# Early Bird Books from Open Road Media



## Ann in Arlington (Oct 27, 2008)

So, I signed up for this email not really expecting much, as my experience with promotion companies is that what they promote is what they're paid to promote and it's not necessarily what I want to read. But it was free, so I was willing to give it a try. And, you know what? It doesn't suck.    

Seriously . . . the emails come daily, more or less. Sometimes there's only one on a weekend. They contain a good mix of genres and none are priced higher than $2 or $3; there's usually at least one free one as well. They also feature not just current titles but classics or other older titles. You can set your preferences so the email you get should only include books that you would be somewhat interested in. And I've found that's the case. I've actually picked up several and have only been subscribed for a couple of weeks.
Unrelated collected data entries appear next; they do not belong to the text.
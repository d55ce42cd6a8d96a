//! # Cart & Totals
//!
//! The register's working cart and the totals derived from it.
//!
//! ## Totals Pipeline
//! ```text
//! ┌─────────────────────────────────────────────────────────────────────────┐
//! │  line_total  = mul(sale_price, quantity)          per line              │
//! │  subtotal    = Σ line_total                                             │
//! │  tax         = percent(subtotal, tax_rate)        only if tax_rate > 0  │
//! │  total       = add(subtotal, tax)                 hard currency         │
//! │  total_local = mul(total, exchange_rate)          snapshotted on sale   │
//! │  total_cop   = mul(total, cop_exchange_rate)      display only          │
//! └─────────────────────────────────────────────────────────────────────────┘
//! ```
//!
//! The same [`CartTotals::compute`] runs on the register for display and
//! inside the sale transaction, so the stored totals always derive from the
//! stored line items.

use serde::{Deserialize, Serialize};
use ts_rs::TS;

use crate::decimal;
use crate::error::{CoreError, CoreResult, ValidationError};
use crate::types::{AppConfig, LineItem, PaymentMethod, Product, SaleDraft};
use crate::validation::validate_quantity;
use crate::{MAX_ITEM_QUANTITY, MAX_SALE_ITEMS};

// =============================================================================
// Totals
// =============================================================================

/// Monetary totals of a cart or sale.
#[derive(Debug, Clone, Copy, PartialEq, Default, Serialize, Deserialize, TS)]
#[ts(export)]
pub struct CartTotals {
    pub subtotal: f64,
    pub tax: f64,
    pub total: f64,
    pub total_local: f64,
    pub total_cop: f64,
}

impl CartTotals {
    /// Computes totals for `items` under the current config.
    pub fn compute(items: &[LineItem], config: &AppConfig) -> Self {
        let subtotal = items.iter().fold(0.0, |acc, item| {
            decimal::add(acc, line_total(item))
        });
        let tax = if config.tax_rate > 0.0 {
            decimal::percent(subtotal, config.tax_rate)
        } else {
            0.0
        };
        let total = decimal::add(subtotal, tax);
        Self {
            subtotal,
            tax,
            total,
            total_local: decimal::mul(total, config.exchange_rate),
            total_cop: decimal::mul(total, config.cop_exchange_rate),
        }
    }

    /// Change owed for an amount tendered in hard currency.
    pub fn change(&self, paid: f64) -> f64 {
        change(paid, self.total)
    }

    /// Change owed for an amount tendered in local currency.
    pub fn change_local(&self, paid: f64) -> f64 {
        change(paid, self.total_local)
    }

    /// Change owed for an amount tendered in COP.
    pub fn change_cop(&self, paid: f64) -> f64 {
        change(paid, self.total_cop)
    }
}

/// `sale_price × quantity` for one line.
#[inline]
pub fn line_total(item: &LineItem) -> f64 {
    decimal::mul(item.sale_price, item.quantity as f64)
}

/// `cost_price × quantity` for one line.
#[inline]
pub fn line_cost(item: &LineItem) -> f64 {
    decimal::mul(item.cost_price, item.quantity as f64)
}

/// `max(0, paid - due)`. Short payments owe no change.
pub fn change(paid: f64, due: f64) -> f64 {
    decimal::sub(paid, due).max(0.0)
}

// =============================================================================
// Cart
// =============================================================================

/// The cart being built at the register.
///
/// ## Invariants
/// - Items are unique by `product_id` (adding the same product increases quantity)
/// - Quantity is always > 0 (setting it to 0 removes the line)
/// - At most [`MAX_SALE_ITEMS`] lines, each at most [`MAX_ITEM_QUANTITY`] units
#[derive(Debug, Clone, Default, Serialize, Deserialize)]
pub struct Cart {
    pub items: Vec<LineItem>,
}

impl Cart {
    pub fn new() -> Self {
        Self::default()
    }

    /// Adds a product or increases its quantity.
    ///
    /// Prices are frozen when the product is first added.
    pub fn add_item(&mut self, product: &Product, quantity: i64) -> CoreResult<()> {
        validate_quantity(quantity)?;

        if let Some(item) = self.items.iter_mut().find(|i| i.product_id == product.id) {
            let new_qty = decimal::add_units(item.quantity, quantity);
            if new_qty > MAX_ITEM_QUANTITY {
                return Err(ValidationError::OutOfRange {
                    field: "quantity".to_string(),
                    min: 1,
                    max: MAX_ITEM_QUANTITY,
                }
                .into());
            }
            item.quantity = new_qty;
            return Ok(());
        }

        if self.items.len() >= MAX_SALE_ITEMS {
            return Err(ValidationError::OutOfRange {
                field: "items".to_string(),
                min: 1,
                max: MAX_SALE_ITEMS as i64,
            }
            .into());
        }

        self.items.push(LineItem::snapshot(product, quantity));
        Ok(())
    }

    /// Sets a line's quantity. Zero removes the line.
    pub fn update_quantity(&mut self, product_id: &str, quantity: i64) -> CoreResult<()> {
        if quantity == 0 {
            return self.remove_item(product_id);
        }
        validate_quantity(quantity)?;

        match self.items.iter_mut().find(|i| i.product_id == product_id) {
            Some(item) => {
                item.quantity = quantity;
                Ok(())
            }
            None => Err(CoreError::ProductNotFound(product_id.to_string())),
        }
    }

    pub fn remove_item(&mut self, product_id: &str) -> CoreResult<()> {
        let before = self.items.len();
        self.items.retain(|i| i.product_id != product_id);
        if self.items.len() == before {
            return Err(CoreError::ProductNotFound(product_id.to_string()));
        }
        Ok(())
    }

    pub fn clear(&mut self) {
        self.items.clear();
    }

    #[inline]
    pub fn is_empty(&self) -> bool {
        self.items.is_empty()
    }

    pub fn totals(&self, config: &AppConfig) -> CartTotals {
        CartTotals::compute(&self.items, config)
    }

    /// Turns the cart into a sale draft, emptying it.
    pub fn checkout(&mut self, payment_method: PaymentMethod, client_id: Option<String>) -> SaleDraft {
        SaleDraft {
            items: std::mem::take(&mut self.items),
            payment_method,
            client_id,
        }
    }
}
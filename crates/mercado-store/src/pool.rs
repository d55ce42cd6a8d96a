//! # SQLite Pool Management
//!
//! Connection pool creation for the local store.
//!
//! ```text
//!   LocalConfig::new(path) ─► open_pool(&config) ─► SqlitePool ─► migrations
//! ```
//!
//! ## WAL Mode
//! File databases run in WAL mode: readers never block the single writer,
//! and a crash loses at most the last transaction.

use std::path::PathBuf;
use std::str::FromStr;
use std::time::Duration;

use sqlx::sqlite::{SqliteConnectOptions, SqliteJournalMode, SqlitePoolOptions, SqliteSynchronous};
use sqlx::SqlitePool;
use tracing::{debug, info};

use crate::error::{StoreError, StoreResult};
use crate::migrations;

/// Local store configuration.
///
/// ## Example
/// ```rust,ignore
/// let config = LocalConfig::new("/path/to/mercado.db").max_connections(4);
/// ```
#[derive(Debug, Clone)]
pub struct LocalConfig {
    /// Path to the SQLite database file. `None` means in-memory.
    pub database_path: Option<PathBuf>,

    /// Default: 5
    pub max_connections: u32,

    /// Default: 30 seconds
    pub connect_timeout: Duration,

    /// Default: true
    pub run_migrations: bool,
}

impl LocalConfig {
    pub fn new(path: impl Into<PathBuf>) -> Self {
        Self {
            database_path: Some(path.into()),
            max_connections: 5,
            connect_timeout: Duration::from_secs(30),
            run_migrations: true,
        }
    }

    /// An isolated in-memory database (tests, throwaway demos).
    ///
    /// Uses one connection that never expires: closing it would drop the
    /// data.
    pub fn in_memory() -> Self {
        Self {
            database_path: None,
            max_connections: 1,
            connect_timeout: Duration::from_secs(5),
            run_migrations: true,
        }
    }

    pub fn max_connections(mut self, max: u32) -> Self {
        self.max_connections = max;
        self
    }

    pub fn connect_timeout(mut self, timeout: Duration) -> Self {
        self.connect_timeout = timeout;
        self
    }

    pub fn run_migrations(mut self, run: bool) -> Self {
        self.run_migrations = run;
        self
    }

    pub fn is_in_memory(&self) -> bool {
        self.database_path.is_none()
    }
}

/// Opens the pool and (optionally) migrates it.
pub async fn open_pool(config: &LocalConfig) -> StoreResult<SqlitePool> {
    let (connect_options, pool_options) = match &config.database_path {
        Some(path) => {
            info!(path = %path.display(), "Opening local store");
            if let Some(parent) = path.parent() {
                if !parent.as_os_str().is_empty() {
                    std::fs::create_dir_all(parent)
                        .map_err(|e| StoreError::ConnectionFailed(e.to_string()))?;
                }
            }
            let options = SqliteConnectOptions::new()
                .filename(path)
                .create_if_missing(true)
                .journal_mode(SqliteJournalMode::Wal)
                .synchronous(SqliteSynchronous::Normal)
                .foreign_keys(true);
            let pool = SqlitePoolOptions::new()
                .max_connections(config.max_connections)
                .min_connections(1)
                .acquire_timeout(config.connect_timeout);
            (options, pool)
        }
        None => {
            info!("Opening in-memory local store");
            let options = SqliteConnectOptions::from_str("sqlite::memory:")
                .map_err(|e| StoreError::ConnectionFailed(e.to_string()))?
                .foreign_keys(true);
            let pool = SqlitePoolOptions::new()
                .max_connections(1)
                .min_connections(1)
                .idle_timeout(None)
                .max_lifetime(None)
                .acquire_timeout(config.connect_timeout);
            (options, pool)
        }
    };

    debug!("Connection options configured");

    let pool = pool_options
        .connect_with(connect_options)
        .await
        .map_err(|e| StoreError::ConnectionFailed(e.to_string()))?;

    if config.run_migrations {
        migrations::run_migrations(&pool).await?;
    }

    Ok(pool)
}

#[cfg(test)]
mod tests {
    use super::*;

    #[tokio::test]
    async fn test_in_memory_pool_is_migrated() {
        let pool = open_pool(&LocalConfig::in_memory()).await.unwrap();
        let (total, applied) = migrations::migration_status(&pool).await.unwrap();
        assert_eq!(total, applied);
        assert!(sqlx::query("SELECT 1 FROM documents LIMIT 1")
            .execute(&pool)
            .await
            .is_ok());
    }

    #[test]
    fn test_config_builder() {
        let config = LocalConfig::new("/tmp/mercado.db")
            .max_connections(10)
            .run_migrations(false);
        assert_eq!(config.max_connections, 10);
        assert!(!config.run_migrations);
        assert!(!config.is_in_memory());
        assert!(LocalConfig::in_memory().is_in_memory());
    }
}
No vested interest here; but I know people here like to find new ways to find good books that they want to read. This might be it for some of you. 

http://www.earlybirdbooks.com/


----------



## gdae23 (Apr 30, 2009)

Thanks for posting this. I just signed up and will give it a try.


----------



## Mike D. aka jmiked (Oct 28, 2008)

I only recently discovered a newsletter from Open Road Media publishers that offers discounted books (through Amazon, Apple, Kobo, etc.) from their extensive catalog. An email is sent every few days with some books from genres you have picked. These are sometimes free but mostly discounted to about $2-$3. Open Road publishes a lot of Mystery and SF, and I've been impressed with the quality of the books. I've been getting the newsletter for about two weeks and have bought three books already (yeah, that's what I need, more books in the TBR queue).

The newsletter is listed under Sites at openroadmedia.com.


Mike


----------



## Ann in Arlington (Oct 27, 2008)

Mike . . . I merged your post with the thread I'd started back in July . . . . 

Like you, I've been impressed with the newsletters and have bought a fair number of books as a result. Which is, of course, just what they want.


----------



## Mike D. aka jmiked (Oct 28, 2008)

Ann in Arlington said:


> Mike . . . I merged your post with the thread I'd started back in July . . . .


Obviously I didn't search previous posts well enough. 

Mike


----------



## Ann in Arlington (Oct 27, 2008)

jmiked said:


> Obviously I didn't search previous posts well enough.
> 
> Mike




I probably only remembered because I'd started it . . . . and it was back in July!


----------